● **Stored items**
= Beginning of Section =
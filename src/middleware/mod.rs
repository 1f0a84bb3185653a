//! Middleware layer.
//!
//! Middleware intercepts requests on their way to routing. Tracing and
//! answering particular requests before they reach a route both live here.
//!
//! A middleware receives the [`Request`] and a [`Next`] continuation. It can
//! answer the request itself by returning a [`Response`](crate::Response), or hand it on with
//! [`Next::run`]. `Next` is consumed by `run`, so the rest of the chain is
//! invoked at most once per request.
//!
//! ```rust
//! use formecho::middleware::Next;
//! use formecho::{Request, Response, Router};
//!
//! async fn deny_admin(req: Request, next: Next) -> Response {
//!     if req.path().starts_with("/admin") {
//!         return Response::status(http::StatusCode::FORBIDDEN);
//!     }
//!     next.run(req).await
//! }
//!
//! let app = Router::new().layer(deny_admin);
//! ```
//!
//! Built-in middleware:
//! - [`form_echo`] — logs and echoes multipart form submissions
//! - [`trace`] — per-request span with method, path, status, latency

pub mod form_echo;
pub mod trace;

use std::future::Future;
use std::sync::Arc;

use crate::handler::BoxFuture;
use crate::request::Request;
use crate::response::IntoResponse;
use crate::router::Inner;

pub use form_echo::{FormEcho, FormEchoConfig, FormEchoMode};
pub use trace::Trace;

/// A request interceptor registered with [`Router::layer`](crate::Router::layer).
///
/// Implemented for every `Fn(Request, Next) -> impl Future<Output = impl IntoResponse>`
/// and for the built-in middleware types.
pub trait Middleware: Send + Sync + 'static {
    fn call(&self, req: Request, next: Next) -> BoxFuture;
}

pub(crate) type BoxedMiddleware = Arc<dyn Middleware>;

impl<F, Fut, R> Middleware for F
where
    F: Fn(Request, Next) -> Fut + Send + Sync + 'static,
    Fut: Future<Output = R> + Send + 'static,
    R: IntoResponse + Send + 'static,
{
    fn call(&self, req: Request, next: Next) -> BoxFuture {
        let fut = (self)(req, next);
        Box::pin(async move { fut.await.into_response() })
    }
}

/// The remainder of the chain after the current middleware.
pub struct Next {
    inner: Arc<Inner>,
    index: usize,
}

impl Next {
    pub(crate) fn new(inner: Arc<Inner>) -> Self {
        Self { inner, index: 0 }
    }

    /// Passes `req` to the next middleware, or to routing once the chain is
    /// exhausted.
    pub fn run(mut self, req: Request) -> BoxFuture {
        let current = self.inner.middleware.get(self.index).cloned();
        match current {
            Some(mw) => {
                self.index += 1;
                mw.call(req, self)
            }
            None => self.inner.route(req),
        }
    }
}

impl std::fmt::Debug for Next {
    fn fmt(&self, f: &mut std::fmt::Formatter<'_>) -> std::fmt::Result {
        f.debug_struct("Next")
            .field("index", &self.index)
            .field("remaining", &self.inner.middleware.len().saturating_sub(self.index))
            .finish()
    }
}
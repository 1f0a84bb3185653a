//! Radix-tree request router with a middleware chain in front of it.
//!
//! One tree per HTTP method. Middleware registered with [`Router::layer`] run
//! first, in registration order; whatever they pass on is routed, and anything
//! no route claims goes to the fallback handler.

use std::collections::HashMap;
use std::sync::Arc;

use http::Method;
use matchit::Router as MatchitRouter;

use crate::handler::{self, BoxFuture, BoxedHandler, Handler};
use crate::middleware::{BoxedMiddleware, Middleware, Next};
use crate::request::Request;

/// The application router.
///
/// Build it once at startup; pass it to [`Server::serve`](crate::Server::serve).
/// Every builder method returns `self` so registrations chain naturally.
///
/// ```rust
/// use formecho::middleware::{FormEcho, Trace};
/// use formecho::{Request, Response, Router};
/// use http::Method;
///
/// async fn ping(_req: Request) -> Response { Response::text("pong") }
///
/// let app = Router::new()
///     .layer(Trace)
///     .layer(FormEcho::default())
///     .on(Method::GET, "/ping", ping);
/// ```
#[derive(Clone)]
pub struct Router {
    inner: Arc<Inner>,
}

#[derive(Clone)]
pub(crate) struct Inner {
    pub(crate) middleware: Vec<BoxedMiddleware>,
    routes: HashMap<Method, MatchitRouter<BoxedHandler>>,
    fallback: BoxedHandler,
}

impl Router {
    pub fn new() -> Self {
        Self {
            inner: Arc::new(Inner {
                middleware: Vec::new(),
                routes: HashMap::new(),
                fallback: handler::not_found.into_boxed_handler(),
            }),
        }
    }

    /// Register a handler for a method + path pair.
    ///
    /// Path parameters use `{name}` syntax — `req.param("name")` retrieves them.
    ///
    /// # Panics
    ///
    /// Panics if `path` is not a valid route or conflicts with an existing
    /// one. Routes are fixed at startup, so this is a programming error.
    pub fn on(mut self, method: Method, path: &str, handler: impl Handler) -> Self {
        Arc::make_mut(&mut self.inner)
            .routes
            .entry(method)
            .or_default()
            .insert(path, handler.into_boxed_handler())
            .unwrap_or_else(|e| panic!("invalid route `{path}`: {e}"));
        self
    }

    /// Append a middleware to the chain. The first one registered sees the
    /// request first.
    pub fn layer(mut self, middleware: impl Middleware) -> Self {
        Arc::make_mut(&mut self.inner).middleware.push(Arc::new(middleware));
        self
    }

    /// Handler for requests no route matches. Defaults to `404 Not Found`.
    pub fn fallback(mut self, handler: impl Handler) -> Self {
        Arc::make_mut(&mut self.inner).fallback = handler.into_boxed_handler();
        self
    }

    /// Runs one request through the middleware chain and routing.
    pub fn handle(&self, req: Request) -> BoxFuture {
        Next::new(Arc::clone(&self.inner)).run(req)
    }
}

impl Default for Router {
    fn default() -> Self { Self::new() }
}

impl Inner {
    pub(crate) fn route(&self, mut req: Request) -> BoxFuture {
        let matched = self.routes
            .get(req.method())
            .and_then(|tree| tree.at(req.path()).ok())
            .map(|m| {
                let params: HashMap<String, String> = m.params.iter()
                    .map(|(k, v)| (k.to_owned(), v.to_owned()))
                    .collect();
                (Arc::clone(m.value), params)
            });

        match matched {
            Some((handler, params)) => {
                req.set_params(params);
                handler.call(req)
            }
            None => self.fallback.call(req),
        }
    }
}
= End of Section =
● **Task to complete**
Here the output must be the lines above from the line with "impl std::fmt::Debug for" to the line with "One tree per", both included, duplicated word for word and nothing else.

● **Result of this exercise**
impl std::fmt::Debug for Next {
    fn fmt(&self, f: &mut std::fmt::Formatter<'_>) -> std::fmt::Result {
        f.debug_struct("Next")
            .field("index", &self.index)
            .field("remaining", &self.inner.middleware.len().saturating_sub(self.index))
            .finish()
    }
}
repository 1f0a84bb3185653a
//! Radix-tree request router with a middleware chain in front of it.
//!
//! One tree per HTTP method. Middleware registered with [`Router::layer`] run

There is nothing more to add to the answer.